It looks like St. Maarten and Curaçao will be going to the polls again even sooner than expected. With the new relations within the Dutch Kingdom to take effect on October 10, 2010, elections for what will become the Parliaments of the new two countries normally would have to take place at least two months before, which would be August 10.
However, because the school vacation runs from the end of June to mid-August, indications are that the elections will be held as early as mid-June. After all, many people, especially those with school-going children, traditionally go abroad on holiday during the vacation period, which probably would have a negative impact on the voter turnout.
In addition, schools are generally used as polling stations and doing so during the summer vacation would require extra-early preparations as well as create potential issues in terms of readily gaining access and dealing with whatever location problems. On top of that, many of the volunteers manning the voting bureaus are teachers who, of course, would be off and possibly elsewhere.
If the elections indeed are to be held in mid-June as is now being hinted in Willemstad, the nomination of candidates would have to take place in April, just over two months from now and relatively soon after the recently-elected new Antillean Parliament and Central Government take office on March 26. Not only that, but St. Maarten would be in the middle of its Carnival celebrations.
A far from ideal situation, obviously, but a direct consequence of the Antillean Advisory Council having opposed the idea of extending the term of the current Parliament and Cabinet to 10-10-10 in light of the constitutional changes, an advice that Prime Minister Emily de Jongh-Elhage believed she could not ignore.
What also plays a role is that approval by a two-thirds majority of the current respective Island Councils is required for the draft constitutions of the two new countries. In St. Maarten that would seem to be no problem, as both factions support the process, but in Curaçao it is a different story and the PAR/PNP/FOL coalition currently has only a minimal majority with 11 of 21 seats.

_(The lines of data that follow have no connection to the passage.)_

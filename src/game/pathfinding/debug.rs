use bevy::prelude::*;
use rustc_hash::FxHashMap;

use super::types::PathFailure;

/// Introspection record of the most recent search.
///
/// Filled only when a caller passes one in; search results never depend on it.
/// Keyed by world tile so every segment of a cross-chunk search fits in one trace.
#[derive(Clone, Debug, Default)]
pub struct SearchTrace {
    pub start: Option<IVec2>,
    pub goal: Option<IVec2>,
    /// Tiles in the order they were taken off the open set.
    pub expansion_order: Vec<IVec2>,
    pub g_score: FxHashMap<IVec2, u32>,
    pub f_score: FxHashMap<IVec2, u32>,
    pub came_from: FxHashMap<IVec2, IVec2>,
    /// Path length on success.
    pub outcome: Option<Result<usize, PathFailure>>,
}

impl SearchTrace {
    pub fn reset(&mut self, start: IVec2, goal: IVec2) {
        self.start = Some(start);
        self.goal = Some(goal);
        self.expansion_order.clear();
        self.g_score.clear();
        self.f_score.clear();
        self.came_from.clear();
        self.outcome = None;
    }

    #[inline]
    pub fn expansions(&self) -> usize {
        self.expansion_order.len()
    }

    pub fn was_expanded(&self, tile: IVec2) -> bool {
        self.expansion_order.contains(&tile)
    }

    pub(super) fn record_expansion(&mut self, tile: IVec2) {
        self.expansion_order.push(tile);
    }

    pub(super) fn record_relaxation(&mut self, tile: IVec2, from: IVec2, g: u32, f: u32) {
        self.g_score.insert(tile, g);
        self.f_score.insert(tile, f);
        self.came_from.insert(tile, from);
    }

    pub(super) fn record_seed(&mut self, tile: IVec2, f: u32) {
        self.g_score.insert(tile, 0);
        self.f_score.insert(tile, f);
    }
}
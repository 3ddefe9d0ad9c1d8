use bevy::math::IVec2;
use rand::rngs::StdRng;
use rand::{Rng, SeedableRng};

use super::tile::Tile;

/// Produces the initial layout of a freshly created chunk.
///
/// Implementations run on the async compute pool, so they only get the chunk
/// coordinate and side length and must not touch the map.
pub trait TerrainGenerator: Send + Sync {
    /// Row-major tiles, exactly `size * size` long.
    fn generate(&self, chunk: IVec2, size: usize) -> Vec<Tile>;
}

/// Walls around the chunk border and floor everywhere else.
#[derive(Clone, Copy, Debug, Default)]
pub struct PerimeterGenerator;

impl TerrainGenerator for PerimeterGenerator {
    fn generate(&self, _chunk: IVec2, size: usize) -> Vec<Tile> {
        let mut tiles = vec![Tile::Floor; size * size];
        stamp_perimeter(&mut tiles, size, Room { x: 0, y: 0, w: size, h: size });
        tiles
    }
}

/// Recursive binary space partitioning into walled rooms joined by doors.
#[derive(Clone, Debug)]
pub struct BspGenerator {
    pub seed: u64,
    pub depth: u32,
    /// Smallest side a room may have, walls included.
    pub min_room_size: usize,
    /// Range the split fraction is drawn from.
    pub split_range: (f32, f32),
}

impl Default for BspGenerator {
    fn default() -> Self {
        Self {
            seed: 0,
            depth: 4,
            min_room_size: 4,
            split_range: (0.2, 0.6),
        }
    }
}

/// Inclusive rectangle of local tiles. Neighbouring rooms share their wall line.
#[derive(Clone, Copy, Debug)]
struct Room {
    x: usize,
    y: usize,
    w: usize,
    h: usize,
}

#[derive(Clone, Copy, Debug)]
enum SplitLine {
    /// Wall column at `x`, passable across x.
    Vertical { x: usize },
    /// Wall row at `y`, passable across y.
    Horizontal { y: usize },
}

#[derive(Clone, Copy, Debug)]
struct DoorCandidate {
    line: SplitLine,
    /// Position along the line.
    at: usize,
    /// Range along the line the door may slide within.
    span: (usize, usize),
}

impl BspGenerator {
    fn rng_for(&self, chunk: IVec2) -> StdRng {
        let mixed = self.seed
            ^ (chunk.x as i64 as u64).wrapping_mul(0x9E37_79B9_7F4A_7C15)
            ^ (chunk.y as i64 as u64).wrapping_mul(0xC2B2_AE3D_27D4_EB4F);
        StdRng::seed_from_u64(mixed)
    }

    fn split(
        &self,
        rng: &mut StdRng,
        tiles: &mut [Tile],
        size: usize,
        room: Room,
        depth: u32,
        doors: &mut Vec<DoorCandidate>,
    ) {
        let min_side = self.min_room_size.max(3);
        if depth == 0 || room.w < min_side || room.h < min_side {
            stamp_perimeter(tiles, size, room);
            return;
        }

        let vertical = rng.random_bool(room.w as f64 / (room.w + room.h) as f64);
        let (lo, hi) = self.split_range;
        let fraction = rng.random_range(lo..=hi);

        let (first, second, door) = if vertical {
            let offset = (room.w as f32 * fraction).round() as usize;
            let first = Room { w: offset + 1, ..room };
            let second = Room { x: room.x + offset, w: room.w.saturating_sub(offset), ..room };
            let span = (room.y + 1, room.y + room.h - 2);
            let door = DoorCandidate {
                line: SplitLine::Vertical { x: room.x + offset },
                at: rng.random_range(span.0..=span.1),
                span,
            };
            (first, second, door)
        } else {
            let offset = (room.h as f32 * fraction).round() as usize;
            let first = Room { h: offset + 1, ..room };
            let second = Room { y: room.y + offset, h: room.h.saturating_sub(offset), ..room };
            let span = (room.x + 1, room.x + room.w - 2);
            let door = DoorCandidate {
                line: SplitLine::Horizontal { y: room.y + offset },
                at: rng.random_range(span.0..=span.1),
                span,
            };
            (first, second, door)
        };

        let too_small = |r: &Room| r.w < min_side || r.h < min_side;
        if too_small(&first) || too_small(&second) {
            stamp_perimeter(tiles, size, room);
            return;
        }

        self.split(rng, tiles, size, first, depth - 1, doors);
        self.split(rng, tiles, size, second, depth - 1, doors);
        doors.push(door);
    }
}

impl TerrainGenerator for BspGenerator {
    fn generate(&self, chunk: IVec2, size: usize) -> Vec<Tile> {
        let mut tiles = vec![Tile::Floor; size * size];
        if size < self.min_room_size.max(3) {
            stamp_perimeter(&mut tiles, size, Room { x: 0, y: 0, w: size, h: size });
            return tiles;
        }

        let mut rng = self.rng_for(chunk);
        let mut doors = Vec::new();
        self.split(&mut rng, &mut tiles, size, Room { x: 0, y: 0, w: size, h: size }, self.depth, &mut doors);

        for door in &doors {
            carve_door(&mut tiles, size, door);
        }
        tiles
    }
}

fn stamp_perimeter(tiles: &mut [Tile], size: usize, room: Room) {
    if room.w == 0 || room.h == 0 {
        return;
    }
    let (x1, y1) = (room.x + room.w - 1, room.y + room.h - 1);
    for x in room.x..=x1 {
        tiles[room.y * size + x] = Tile::Wall;
        tiles[y1 * size + x] = Tile::Wall;
    }
    for y in room.y..=y1 {
        tiles[y * size + room.x] = Tile::Wall;
        tiles[y * size + x1] = Tile::Wall;
    }
}

/// Carve the door at the candidate, sliding outward along the split line
/// until both sides of the opening are open.
fn carve_door(tiles: &mut [Tile], size: usize, door: &DoorCandidate) {
    let cell = |along: usize| -> (usize, [usize; 2]) {
        match door.line {
            SplitLine::Vertical { x } => (along * size + x, [along * size + x - 1, along * size + x + 1]),
            SplitLine::Horizontal { y } => (y * size + along, [(y - 1) * size + along, (y + 1) * size + along]),
        }
    };
    let (lo, hi) = door.span;
    let reach = (door.at - lo).max(hi - door.at);
    for step in 0..=reach {
        for along in [door.at.checked_add(step), door.at.checked_sub(step)].into_iter().flatten() {
            if along < lo || along > hi {
                continue;
            }
            let (target, sides) = cell(along);
            if tiles[sides[0]] != Tile::Wall && tiles[sides[1]] != Tile::Wall {
                tiles[target] = Tile::Floor;
                return;
            }
        }
    }

    // Every position along the line meets a cross wall; punch through at the candidate.
    let (target, sides) = cell(door.at);
    tiles[target] = Tile::Floor;
    for side in sides {
        tiles[side] = Tile::Floor;
    }
}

The rule is that without a two-thirds majority the Island Council in question would be dissolved and new elections held, after which only a simple majority would be needed in the next Island Council. What all this boils down to is that unless the current Curaçao coalition can persuade one or more opposition factions to help secure that two-thirds majority, it probably will time the handling of the draft constitution in such a way that the dissolving of the Island Council will automatically lead into the elections for the new Island Council/future Parliament, which can then pass it with a simple majority.
If it all seems rather intricate, it's probably because it is, but that is what most likely will have to happen for the new relations to take effect on 10-10-10.